▶ [Task statement]: Where a line of the listing below holds "Login", add it to the tally; give only the final number.

▶ [Extracted records]:
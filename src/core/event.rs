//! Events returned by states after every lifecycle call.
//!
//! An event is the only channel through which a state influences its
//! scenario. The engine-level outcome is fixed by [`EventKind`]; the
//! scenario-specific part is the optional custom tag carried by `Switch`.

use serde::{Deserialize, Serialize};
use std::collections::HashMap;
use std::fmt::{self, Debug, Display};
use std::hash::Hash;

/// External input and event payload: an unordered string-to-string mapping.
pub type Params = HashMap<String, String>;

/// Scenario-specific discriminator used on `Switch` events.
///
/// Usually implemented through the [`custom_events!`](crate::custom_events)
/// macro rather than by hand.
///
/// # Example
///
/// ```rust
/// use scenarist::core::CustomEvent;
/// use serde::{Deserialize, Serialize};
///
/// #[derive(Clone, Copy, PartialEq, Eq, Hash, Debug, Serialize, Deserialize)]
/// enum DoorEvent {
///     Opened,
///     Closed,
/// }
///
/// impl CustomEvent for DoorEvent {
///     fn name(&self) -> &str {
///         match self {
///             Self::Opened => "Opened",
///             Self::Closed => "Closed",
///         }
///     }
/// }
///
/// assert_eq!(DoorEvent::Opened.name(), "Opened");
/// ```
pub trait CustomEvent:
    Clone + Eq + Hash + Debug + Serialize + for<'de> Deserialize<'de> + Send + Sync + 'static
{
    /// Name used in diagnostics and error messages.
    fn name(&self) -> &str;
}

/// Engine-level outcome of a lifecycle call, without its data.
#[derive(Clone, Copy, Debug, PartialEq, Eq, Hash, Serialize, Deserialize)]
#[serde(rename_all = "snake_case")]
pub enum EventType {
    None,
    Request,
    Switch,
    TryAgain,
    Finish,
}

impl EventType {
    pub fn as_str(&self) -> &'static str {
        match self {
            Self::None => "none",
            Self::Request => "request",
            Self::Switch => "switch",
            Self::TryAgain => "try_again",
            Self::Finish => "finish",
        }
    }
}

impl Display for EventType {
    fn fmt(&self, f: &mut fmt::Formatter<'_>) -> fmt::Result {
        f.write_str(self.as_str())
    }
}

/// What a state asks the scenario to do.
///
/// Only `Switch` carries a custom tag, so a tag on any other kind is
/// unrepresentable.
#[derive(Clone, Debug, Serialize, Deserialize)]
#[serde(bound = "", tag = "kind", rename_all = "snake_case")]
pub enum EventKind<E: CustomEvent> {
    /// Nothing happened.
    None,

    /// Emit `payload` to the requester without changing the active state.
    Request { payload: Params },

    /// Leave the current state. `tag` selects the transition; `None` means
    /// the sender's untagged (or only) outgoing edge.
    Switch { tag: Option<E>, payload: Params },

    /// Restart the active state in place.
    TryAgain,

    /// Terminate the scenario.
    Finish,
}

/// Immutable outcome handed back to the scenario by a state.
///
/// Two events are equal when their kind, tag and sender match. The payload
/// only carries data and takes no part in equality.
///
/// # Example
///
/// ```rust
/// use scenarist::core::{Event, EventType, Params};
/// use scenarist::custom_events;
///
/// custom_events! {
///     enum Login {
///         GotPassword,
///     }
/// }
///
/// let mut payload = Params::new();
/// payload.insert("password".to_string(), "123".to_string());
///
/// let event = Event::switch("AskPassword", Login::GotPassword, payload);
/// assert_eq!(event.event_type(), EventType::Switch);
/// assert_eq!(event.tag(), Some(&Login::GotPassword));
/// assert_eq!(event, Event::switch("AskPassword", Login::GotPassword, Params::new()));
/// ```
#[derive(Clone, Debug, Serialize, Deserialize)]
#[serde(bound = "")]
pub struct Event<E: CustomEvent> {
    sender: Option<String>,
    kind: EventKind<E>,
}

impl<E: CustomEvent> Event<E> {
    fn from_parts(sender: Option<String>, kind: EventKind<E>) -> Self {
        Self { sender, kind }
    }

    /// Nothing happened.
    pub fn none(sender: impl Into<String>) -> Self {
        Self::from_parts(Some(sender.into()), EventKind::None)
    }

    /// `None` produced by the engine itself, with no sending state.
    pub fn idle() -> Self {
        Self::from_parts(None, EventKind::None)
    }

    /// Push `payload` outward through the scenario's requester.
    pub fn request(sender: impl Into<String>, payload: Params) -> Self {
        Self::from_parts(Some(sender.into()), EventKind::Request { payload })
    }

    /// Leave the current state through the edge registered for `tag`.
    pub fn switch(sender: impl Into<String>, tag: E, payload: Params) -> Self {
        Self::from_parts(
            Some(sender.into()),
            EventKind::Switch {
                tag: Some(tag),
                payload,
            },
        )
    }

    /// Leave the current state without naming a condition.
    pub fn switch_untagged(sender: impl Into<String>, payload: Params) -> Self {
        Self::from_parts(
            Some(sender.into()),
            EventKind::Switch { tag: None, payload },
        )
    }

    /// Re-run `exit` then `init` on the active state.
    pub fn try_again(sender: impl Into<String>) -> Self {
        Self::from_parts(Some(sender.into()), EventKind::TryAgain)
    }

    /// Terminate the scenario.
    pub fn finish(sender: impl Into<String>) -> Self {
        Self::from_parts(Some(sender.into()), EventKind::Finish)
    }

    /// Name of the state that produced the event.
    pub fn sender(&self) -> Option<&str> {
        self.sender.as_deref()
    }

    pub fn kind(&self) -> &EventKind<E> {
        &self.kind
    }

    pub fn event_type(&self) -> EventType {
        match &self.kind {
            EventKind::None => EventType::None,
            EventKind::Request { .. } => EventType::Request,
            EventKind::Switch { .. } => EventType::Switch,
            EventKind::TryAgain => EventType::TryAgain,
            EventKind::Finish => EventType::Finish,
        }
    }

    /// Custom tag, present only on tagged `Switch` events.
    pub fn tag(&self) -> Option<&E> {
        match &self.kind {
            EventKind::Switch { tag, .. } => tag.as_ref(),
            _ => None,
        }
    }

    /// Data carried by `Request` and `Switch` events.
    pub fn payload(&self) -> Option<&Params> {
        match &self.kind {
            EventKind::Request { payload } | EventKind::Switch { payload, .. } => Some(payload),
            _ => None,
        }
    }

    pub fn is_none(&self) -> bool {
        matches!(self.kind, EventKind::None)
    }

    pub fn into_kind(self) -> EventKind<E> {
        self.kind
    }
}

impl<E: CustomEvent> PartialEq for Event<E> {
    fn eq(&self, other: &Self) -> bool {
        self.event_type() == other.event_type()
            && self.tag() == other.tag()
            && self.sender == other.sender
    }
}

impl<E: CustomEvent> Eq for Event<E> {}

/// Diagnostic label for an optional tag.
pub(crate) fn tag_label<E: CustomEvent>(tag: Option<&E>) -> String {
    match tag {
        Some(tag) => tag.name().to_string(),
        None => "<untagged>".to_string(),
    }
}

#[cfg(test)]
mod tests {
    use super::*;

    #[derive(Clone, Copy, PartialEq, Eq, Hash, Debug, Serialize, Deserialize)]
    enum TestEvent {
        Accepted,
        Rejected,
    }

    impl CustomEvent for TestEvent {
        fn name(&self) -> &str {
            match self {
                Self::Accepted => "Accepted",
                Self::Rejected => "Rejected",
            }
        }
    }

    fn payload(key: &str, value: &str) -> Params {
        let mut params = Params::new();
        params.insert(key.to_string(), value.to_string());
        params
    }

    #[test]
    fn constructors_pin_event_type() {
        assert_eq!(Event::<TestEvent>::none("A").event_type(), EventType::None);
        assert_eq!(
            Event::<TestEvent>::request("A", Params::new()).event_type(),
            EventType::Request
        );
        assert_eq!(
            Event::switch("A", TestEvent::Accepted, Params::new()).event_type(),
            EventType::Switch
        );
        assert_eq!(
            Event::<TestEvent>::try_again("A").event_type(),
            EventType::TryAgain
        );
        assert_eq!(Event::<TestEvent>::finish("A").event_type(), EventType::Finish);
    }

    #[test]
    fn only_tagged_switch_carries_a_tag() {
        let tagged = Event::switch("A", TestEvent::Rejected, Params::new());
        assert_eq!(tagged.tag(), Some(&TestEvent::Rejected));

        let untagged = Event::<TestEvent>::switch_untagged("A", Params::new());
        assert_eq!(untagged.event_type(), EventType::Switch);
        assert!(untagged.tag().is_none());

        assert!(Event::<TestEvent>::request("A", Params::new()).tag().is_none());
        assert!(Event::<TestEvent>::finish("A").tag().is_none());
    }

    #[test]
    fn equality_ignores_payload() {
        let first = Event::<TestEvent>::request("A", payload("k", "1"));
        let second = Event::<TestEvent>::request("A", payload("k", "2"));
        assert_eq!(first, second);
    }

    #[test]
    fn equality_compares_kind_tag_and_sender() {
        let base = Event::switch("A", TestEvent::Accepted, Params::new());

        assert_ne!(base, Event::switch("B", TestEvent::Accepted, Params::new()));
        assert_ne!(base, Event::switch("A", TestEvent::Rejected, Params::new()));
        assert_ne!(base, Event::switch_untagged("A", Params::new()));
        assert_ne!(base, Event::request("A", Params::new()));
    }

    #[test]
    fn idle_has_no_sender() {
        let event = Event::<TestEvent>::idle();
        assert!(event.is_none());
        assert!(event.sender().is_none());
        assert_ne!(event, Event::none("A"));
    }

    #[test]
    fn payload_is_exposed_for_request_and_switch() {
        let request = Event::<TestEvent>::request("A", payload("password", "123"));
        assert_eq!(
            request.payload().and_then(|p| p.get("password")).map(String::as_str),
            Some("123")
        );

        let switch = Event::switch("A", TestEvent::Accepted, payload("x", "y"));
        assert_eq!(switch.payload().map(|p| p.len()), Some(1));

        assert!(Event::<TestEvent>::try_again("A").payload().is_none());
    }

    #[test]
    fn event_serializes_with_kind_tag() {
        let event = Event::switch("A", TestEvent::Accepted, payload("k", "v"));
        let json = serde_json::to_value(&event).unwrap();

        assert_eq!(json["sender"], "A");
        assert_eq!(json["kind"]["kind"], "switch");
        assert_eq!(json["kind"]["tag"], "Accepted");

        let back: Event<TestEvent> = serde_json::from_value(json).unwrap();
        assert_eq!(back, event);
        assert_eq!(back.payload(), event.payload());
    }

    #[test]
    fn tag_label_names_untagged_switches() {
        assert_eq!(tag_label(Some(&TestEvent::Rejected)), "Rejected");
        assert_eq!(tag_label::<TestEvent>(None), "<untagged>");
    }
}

▶ [Response area]: 4